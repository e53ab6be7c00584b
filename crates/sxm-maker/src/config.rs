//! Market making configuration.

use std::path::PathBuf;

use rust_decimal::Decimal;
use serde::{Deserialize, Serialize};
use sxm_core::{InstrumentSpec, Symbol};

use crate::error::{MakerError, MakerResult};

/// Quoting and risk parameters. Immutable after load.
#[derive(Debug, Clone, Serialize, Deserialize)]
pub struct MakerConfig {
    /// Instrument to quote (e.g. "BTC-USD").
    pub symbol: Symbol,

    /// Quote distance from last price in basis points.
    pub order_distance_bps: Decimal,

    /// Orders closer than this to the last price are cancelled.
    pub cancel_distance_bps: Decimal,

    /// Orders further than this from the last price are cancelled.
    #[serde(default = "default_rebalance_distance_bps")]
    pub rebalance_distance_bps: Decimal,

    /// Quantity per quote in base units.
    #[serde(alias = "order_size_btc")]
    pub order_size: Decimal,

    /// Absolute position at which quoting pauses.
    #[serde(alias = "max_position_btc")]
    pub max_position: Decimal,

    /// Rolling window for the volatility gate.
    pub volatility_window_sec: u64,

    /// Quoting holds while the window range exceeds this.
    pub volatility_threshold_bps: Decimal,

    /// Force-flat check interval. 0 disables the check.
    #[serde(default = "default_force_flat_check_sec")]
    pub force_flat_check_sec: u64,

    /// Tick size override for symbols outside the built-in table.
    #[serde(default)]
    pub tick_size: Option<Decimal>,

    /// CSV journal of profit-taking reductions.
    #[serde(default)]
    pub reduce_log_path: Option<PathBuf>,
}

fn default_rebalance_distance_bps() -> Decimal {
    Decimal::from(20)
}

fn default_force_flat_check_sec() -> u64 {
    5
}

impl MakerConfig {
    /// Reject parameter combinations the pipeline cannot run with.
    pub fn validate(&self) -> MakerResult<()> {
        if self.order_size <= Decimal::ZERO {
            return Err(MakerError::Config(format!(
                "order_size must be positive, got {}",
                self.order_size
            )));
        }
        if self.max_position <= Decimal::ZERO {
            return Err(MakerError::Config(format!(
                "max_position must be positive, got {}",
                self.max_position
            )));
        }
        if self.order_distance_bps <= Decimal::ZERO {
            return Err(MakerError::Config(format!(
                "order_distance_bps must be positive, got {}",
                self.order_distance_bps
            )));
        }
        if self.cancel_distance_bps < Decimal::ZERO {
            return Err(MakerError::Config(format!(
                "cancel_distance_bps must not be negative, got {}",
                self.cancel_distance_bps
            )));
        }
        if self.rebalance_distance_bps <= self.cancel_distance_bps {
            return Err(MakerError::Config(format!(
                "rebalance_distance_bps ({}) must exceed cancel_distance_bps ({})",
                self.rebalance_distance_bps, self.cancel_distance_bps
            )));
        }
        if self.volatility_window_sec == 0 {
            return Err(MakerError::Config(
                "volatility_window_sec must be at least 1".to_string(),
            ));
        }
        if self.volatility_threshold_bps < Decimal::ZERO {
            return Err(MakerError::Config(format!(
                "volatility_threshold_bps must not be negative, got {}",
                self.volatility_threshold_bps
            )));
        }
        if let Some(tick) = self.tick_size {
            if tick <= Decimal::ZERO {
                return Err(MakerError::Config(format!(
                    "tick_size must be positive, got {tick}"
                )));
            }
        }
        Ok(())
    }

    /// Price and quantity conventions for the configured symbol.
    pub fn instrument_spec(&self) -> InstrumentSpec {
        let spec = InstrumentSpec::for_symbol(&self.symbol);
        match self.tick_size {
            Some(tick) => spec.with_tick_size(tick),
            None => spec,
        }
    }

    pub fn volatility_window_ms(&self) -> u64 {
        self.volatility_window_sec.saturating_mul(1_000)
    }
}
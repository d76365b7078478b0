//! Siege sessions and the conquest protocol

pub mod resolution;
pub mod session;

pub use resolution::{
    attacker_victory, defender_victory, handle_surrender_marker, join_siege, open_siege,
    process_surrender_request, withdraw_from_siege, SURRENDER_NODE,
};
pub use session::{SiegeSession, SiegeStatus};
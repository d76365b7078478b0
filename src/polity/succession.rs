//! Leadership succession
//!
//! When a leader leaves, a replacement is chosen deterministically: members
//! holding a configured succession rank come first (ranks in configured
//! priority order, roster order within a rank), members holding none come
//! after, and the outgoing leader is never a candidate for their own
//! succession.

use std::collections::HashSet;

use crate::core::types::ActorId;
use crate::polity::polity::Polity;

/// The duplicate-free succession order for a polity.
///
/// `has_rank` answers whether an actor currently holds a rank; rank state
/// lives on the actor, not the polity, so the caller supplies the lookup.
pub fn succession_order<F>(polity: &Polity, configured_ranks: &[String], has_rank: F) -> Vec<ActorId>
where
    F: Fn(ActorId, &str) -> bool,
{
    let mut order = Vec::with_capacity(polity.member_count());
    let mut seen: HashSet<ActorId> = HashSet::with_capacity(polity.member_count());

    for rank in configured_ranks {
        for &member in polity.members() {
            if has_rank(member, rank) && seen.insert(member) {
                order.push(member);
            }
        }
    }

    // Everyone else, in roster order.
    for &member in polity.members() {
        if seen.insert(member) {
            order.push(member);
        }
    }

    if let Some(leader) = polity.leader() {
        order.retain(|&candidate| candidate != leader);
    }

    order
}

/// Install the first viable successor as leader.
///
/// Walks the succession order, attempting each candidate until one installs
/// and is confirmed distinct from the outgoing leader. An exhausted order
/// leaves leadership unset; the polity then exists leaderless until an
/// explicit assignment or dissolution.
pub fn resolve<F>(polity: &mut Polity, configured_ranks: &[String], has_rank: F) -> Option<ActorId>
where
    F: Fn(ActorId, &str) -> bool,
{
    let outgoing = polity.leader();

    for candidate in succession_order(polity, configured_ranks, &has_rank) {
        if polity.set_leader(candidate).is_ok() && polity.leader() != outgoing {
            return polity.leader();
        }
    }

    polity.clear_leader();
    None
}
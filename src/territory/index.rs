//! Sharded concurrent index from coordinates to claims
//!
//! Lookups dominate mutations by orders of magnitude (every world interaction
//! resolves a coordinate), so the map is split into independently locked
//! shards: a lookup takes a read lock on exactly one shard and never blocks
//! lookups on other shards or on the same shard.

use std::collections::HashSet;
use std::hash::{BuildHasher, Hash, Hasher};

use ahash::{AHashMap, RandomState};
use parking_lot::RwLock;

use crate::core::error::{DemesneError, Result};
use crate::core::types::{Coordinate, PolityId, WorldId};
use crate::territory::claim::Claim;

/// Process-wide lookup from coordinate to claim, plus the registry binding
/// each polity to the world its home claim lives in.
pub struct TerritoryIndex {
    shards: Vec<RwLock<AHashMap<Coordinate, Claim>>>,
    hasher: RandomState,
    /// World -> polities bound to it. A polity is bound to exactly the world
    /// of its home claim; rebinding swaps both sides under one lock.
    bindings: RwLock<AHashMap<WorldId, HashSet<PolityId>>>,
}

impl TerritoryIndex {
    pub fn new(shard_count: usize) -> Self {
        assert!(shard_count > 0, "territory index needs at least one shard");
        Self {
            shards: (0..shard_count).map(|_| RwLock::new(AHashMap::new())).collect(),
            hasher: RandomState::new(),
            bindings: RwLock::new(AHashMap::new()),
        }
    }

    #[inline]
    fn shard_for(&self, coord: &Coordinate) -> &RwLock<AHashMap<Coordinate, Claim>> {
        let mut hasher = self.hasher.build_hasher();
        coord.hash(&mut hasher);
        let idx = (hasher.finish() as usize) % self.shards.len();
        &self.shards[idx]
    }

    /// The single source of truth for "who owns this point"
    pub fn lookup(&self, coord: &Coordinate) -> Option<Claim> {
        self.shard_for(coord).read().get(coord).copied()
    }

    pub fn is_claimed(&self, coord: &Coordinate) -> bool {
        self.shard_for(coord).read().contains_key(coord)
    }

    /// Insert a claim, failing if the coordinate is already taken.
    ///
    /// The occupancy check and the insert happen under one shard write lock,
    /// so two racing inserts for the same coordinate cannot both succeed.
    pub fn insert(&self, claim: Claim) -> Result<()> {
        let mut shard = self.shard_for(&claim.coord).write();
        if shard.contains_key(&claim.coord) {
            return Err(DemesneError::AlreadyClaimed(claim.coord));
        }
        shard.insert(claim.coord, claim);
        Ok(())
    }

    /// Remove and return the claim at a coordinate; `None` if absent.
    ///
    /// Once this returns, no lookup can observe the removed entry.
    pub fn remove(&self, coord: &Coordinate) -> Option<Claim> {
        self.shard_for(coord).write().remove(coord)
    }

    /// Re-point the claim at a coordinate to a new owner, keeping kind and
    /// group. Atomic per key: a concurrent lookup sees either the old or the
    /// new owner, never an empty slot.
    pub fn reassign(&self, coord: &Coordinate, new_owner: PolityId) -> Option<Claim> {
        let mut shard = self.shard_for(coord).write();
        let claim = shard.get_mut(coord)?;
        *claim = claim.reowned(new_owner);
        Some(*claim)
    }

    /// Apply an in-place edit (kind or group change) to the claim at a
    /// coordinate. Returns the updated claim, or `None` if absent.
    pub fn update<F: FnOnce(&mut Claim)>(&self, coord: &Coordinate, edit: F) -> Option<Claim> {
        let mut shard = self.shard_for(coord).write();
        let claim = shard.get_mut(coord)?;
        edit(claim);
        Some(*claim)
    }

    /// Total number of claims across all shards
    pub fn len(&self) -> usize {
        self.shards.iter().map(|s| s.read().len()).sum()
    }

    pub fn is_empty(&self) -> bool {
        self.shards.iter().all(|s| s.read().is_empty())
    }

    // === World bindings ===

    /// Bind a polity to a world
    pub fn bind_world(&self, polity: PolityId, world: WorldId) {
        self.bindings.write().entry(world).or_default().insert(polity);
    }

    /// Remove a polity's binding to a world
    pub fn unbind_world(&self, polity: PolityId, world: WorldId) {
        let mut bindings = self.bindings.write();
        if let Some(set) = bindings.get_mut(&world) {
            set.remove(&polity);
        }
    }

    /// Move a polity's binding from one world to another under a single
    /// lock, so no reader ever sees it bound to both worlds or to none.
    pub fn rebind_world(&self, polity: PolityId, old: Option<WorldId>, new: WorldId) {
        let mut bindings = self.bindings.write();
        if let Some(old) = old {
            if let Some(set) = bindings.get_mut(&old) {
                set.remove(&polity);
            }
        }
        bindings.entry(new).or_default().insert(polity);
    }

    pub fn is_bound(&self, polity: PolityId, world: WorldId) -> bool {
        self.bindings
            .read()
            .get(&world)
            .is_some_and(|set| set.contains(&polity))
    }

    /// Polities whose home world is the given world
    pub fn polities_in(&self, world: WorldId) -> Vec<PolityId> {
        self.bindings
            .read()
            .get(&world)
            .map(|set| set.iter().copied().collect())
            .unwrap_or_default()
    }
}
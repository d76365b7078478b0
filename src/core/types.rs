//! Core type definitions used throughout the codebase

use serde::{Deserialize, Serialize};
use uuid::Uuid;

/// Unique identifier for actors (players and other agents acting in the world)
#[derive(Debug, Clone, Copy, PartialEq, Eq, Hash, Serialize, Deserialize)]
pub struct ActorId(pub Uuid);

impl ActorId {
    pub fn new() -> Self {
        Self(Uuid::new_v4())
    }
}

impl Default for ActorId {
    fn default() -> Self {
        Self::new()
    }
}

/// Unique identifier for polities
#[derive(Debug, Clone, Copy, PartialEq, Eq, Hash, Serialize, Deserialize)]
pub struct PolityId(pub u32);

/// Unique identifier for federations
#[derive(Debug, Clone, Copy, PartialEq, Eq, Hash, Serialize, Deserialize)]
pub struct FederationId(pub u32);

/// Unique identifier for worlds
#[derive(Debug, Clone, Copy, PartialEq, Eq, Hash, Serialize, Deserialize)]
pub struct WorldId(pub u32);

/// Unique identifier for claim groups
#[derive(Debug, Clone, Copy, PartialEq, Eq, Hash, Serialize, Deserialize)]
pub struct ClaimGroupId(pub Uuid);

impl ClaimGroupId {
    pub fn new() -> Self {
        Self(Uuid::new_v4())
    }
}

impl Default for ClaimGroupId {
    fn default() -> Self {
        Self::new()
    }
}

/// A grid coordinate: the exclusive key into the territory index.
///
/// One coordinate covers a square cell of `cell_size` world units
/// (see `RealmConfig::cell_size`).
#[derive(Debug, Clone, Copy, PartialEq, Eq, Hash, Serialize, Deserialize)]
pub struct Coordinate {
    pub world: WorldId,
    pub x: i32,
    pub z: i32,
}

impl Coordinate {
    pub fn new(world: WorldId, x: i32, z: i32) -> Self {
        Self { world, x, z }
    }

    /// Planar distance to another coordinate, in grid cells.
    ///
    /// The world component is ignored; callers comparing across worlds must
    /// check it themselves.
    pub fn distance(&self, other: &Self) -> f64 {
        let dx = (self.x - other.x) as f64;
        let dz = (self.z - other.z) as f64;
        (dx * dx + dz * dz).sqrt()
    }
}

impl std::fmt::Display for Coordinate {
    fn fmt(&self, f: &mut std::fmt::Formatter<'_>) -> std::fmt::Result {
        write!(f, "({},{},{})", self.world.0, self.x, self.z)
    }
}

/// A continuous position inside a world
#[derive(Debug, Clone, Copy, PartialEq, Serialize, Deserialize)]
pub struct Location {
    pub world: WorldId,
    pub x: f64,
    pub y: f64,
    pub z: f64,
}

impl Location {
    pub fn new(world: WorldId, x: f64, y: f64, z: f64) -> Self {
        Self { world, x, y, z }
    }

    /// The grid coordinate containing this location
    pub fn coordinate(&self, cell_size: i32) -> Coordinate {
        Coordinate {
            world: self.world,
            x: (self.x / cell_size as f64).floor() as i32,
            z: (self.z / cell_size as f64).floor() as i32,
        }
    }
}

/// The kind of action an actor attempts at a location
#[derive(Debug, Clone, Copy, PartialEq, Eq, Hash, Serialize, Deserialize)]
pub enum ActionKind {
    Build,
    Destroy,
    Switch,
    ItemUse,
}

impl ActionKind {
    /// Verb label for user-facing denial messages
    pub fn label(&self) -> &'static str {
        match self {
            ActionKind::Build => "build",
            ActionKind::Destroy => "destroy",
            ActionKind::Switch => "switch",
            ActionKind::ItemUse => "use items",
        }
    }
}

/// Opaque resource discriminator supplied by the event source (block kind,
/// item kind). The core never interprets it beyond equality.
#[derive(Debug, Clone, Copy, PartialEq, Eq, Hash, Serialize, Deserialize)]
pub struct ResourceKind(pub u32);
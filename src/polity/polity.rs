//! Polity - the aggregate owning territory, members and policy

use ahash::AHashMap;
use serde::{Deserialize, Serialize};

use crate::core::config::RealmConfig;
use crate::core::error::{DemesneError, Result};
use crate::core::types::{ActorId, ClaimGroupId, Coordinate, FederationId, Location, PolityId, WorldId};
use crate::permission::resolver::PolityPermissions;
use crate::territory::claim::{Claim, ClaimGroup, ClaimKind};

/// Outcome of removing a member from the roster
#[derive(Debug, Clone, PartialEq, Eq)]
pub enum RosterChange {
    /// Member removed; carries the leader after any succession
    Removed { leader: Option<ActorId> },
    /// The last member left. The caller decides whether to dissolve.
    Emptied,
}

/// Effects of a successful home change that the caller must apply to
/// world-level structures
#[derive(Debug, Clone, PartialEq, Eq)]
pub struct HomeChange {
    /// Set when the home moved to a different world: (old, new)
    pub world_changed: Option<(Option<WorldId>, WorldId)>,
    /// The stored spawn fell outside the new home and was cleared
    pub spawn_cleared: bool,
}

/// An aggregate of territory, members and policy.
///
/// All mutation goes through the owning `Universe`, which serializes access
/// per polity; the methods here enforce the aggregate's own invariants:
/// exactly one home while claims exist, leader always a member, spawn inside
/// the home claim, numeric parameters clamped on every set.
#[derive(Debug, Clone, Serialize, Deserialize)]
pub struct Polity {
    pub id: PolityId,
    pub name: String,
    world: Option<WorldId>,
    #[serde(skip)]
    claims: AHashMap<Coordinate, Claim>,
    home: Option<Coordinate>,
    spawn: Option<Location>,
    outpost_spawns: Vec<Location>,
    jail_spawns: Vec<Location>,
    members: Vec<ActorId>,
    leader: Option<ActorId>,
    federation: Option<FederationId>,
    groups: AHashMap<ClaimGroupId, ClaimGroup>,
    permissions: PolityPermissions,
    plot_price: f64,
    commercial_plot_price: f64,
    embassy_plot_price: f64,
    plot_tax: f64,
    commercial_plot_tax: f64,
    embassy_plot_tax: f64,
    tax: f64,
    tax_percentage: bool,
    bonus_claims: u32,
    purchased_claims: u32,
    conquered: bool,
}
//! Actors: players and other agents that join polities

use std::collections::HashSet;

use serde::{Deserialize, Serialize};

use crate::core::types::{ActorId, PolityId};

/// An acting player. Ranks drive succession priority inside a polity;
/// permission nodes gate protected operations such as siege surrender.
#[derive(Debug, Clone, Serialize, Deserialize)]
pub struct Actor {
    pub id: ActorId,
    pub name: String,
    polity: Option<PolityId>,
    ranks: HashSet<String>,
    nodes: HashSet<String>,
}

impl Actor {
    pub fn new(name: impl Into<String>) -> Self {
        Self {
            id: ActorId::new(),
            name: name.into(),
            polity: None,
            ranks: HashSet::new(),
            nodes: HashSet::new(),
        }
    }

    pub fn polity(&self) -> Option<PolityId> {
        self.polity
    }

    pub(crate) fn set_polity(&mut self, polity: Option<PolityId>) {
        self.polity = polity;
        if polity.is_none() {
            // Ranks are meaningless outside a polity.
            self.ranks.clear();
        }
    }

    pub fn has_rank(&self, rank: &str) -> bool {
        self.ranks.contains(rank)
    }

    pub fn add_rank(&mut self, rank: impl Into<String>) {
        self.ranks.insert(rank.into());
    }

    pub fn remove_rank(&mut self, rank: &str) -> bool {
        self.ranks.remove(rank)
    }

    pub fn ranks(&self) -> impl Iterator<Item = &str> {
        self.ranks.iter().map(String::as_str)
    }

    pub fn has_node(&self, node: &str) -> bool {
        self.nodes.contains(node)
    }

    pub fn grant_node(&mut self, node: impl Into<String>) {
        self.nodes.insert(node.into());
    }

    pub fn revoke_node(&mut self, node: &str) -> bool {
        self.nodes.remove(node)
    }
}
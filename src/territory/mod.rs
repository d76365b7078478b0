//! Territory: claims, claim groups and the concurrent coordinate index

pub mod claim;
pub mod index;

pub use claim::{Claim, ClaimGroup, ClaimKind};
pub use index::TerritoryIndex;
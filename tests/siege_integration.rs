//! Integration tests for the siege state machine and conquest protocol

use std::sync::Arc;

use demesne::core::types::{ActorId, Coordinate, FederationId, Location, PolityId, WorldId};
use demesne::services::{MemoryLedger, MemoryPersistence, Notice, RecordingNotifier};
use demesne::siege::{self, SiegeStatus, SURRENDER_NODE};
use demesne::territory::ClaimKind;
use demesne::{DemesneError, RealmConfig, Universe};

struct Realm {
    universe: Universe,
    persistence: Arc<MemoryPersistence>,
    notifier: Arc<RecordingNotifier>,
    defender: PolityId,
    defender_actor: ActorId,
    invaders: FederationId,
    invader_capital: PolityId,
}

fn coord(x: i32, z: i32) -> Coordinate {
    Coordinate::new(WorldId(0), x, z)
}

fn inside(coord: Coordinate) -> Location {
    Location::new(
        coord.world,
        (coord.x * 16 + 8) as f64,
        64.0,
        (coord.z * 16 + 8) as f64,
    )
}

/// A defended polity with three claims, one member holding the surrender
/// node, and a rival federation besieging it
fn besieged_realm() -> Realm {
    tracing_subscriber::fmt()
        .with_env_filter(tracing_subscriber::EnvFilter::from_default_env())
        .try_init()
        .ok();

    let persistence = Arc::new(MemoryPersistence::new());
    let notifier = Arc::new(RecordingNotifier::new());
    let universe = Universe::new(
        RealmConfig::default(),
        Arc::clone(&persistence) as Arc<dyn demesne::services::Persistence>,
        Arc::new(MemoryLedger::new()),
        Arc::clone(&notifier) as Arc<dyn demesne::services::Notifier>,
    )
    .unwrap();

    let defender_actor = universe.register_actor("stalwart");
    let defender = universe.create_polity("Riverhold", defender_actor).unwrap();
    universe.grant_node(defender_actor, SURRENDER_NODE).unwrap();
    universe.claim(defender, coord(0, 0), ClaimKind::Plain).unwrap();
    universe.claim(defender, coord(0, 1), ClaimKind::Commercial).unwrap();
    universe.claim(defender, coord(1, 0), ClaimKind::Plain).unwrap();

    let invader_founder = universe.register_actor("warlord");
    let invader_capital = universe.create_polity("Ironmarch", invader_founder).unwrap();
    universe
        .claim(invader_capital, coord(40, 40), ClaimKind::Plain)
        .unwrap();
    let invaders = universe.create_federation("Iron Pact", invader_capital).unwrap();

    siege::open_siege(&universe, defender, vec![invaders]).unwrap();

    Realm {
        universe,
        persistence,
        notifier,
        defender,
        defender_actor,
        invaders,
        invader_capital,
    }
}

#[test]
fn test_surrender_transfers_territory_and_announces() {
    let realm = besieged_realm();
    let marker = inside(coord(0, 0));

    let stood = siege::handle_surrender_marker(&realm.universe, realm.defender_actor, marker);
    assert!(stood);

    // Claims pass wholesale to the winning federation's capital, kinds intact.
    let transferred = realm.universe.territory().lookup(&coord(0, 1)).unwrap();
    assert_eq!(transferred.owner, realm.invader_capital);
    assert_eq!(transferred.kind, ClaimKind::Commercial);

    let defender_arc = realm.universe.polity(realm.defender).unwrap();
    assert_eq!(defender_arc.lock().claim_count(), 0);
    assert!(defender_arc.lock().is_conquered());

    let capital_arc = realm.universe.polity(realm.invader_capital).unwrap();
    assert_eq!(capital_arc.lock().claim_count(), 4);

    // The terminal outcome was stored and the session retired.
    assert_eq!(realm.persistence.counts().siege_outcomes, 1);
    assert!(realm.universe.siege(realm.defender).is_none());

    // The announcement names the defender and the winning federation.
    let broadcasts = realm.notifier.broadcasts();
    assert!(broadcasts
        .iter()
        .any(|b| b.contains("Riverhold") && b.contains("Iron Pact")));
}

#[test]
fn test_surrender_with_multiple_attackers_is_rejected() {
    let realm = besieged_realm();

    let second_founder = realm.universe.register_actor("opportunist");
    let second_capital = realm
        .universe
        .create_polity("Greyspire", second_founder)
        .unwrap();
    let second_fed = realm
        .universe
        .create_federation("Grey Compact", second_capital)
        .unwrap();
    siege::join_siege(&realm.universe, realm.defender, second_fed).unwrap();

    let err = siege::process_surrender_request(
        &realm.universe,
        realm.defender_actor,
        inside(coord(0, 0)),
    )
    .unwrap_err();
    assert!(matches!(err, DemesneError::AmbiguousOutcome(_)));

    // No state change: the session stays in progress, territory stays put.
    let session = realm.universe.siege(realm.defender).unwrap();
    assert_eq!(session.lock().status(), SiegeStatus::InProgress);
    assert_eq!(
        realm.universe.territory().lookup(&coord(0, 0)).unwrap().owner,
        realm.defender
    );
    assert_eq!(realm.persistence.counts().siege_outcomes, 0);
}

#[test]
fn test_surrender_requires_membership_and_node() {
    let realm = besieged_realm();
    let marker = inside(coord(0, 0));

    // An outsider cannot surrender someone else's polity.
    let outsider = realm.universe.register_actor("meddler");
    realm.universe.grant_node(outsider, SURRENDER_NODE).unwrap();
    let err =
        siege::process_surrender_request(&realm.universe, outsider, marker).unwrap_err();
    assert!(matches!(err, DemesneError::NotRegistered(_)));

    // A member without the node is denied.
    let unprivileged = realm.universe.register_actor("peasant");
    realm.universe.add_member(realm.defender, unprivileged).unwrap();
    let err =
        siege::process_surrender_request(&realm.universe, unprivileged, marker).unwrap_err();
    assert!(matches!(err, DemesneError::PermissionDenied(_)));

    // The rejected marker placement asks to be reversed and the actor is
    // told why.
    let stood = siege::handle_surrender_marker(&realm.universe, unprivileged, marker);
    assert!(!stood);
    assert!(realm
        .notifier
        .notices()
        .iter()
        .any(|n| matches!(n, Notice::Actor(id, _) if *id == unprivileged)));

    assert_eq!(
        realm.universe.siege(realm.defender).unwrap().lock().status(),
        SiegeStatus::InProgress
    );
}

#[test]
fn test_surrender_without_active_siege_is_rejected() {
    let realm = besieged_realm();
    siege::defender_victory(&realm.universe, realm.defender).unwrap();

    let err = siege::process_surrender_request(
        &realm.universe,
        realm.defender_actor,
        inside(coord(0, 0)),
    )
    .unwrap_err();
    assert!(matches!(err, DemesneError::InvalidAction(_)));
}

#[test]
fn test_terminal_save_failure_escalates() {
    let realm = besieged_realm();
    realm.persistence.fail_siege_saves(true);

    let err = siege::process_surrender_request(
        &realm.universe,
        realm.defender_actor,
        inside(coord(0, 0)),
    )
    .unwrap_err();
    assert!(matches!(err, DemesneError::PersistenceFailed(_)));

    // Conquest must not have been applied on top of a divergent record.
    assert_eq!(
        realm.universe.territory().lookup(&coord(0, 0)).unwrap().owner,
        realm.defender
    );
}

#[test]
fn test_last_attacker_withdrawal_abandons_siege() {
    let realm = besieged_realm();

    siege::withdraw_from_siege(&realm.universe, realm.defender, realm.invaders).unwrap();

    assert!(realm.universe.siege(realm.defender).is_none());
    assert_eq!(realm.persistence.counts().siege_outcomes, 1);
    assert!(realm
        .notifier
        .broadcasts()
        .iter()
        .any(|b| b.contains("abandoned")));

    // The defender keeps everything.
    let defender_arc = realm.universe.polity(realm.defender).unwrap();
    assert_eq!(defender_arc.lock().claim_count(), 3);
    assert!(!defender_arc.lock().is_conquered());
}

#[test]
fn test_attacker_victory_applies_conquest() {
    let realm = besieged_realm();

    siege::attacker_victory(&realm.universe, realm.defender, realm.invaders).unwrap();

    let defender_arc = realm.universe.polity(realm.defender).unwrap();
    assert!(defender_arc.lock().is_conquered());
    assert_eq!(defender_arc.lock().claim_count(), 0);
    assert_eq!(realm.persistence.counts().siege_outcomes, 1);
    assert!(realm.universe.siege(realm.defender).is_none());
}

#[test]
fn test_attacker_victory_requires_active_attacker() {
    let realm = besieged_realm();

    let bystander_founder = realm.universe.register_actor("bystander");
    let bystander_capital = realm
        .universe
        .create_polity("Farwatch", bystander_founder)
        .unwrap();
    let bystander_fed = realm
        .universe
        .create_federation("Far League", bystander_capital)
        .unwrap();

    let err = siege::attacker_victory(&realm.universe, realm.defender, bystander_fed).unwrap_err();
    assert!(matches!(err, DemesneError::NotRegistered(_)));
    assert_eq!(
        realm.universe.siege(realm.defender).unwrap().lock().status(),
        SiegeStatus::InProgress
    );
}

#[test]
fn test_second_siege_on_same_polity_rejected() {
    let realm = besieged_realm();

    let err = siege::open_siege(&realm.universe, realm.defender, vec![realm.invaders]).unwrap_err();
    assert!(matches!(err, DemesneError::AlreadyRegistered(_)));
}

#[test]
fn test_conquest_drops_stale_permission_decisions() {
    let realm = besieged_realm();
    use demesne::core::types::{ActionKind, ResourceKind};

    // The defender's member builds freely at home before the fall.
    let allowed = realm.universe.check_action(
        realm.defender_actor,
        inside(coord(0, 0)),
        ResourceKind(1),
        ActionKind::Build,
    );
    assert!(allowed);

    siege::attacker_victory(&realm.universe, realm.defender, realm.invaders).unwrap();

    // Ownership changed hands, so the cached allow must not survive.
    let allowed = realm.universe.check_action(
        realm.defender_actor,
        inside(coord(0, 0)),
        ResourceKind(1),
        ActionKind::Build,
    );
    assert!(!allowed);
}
□ □ □ □ □ □ □
- TASK OBJECTIVE -
On how many lines of the data does "ZERO" appear? Give only that number.

- ANSWER BOX -
6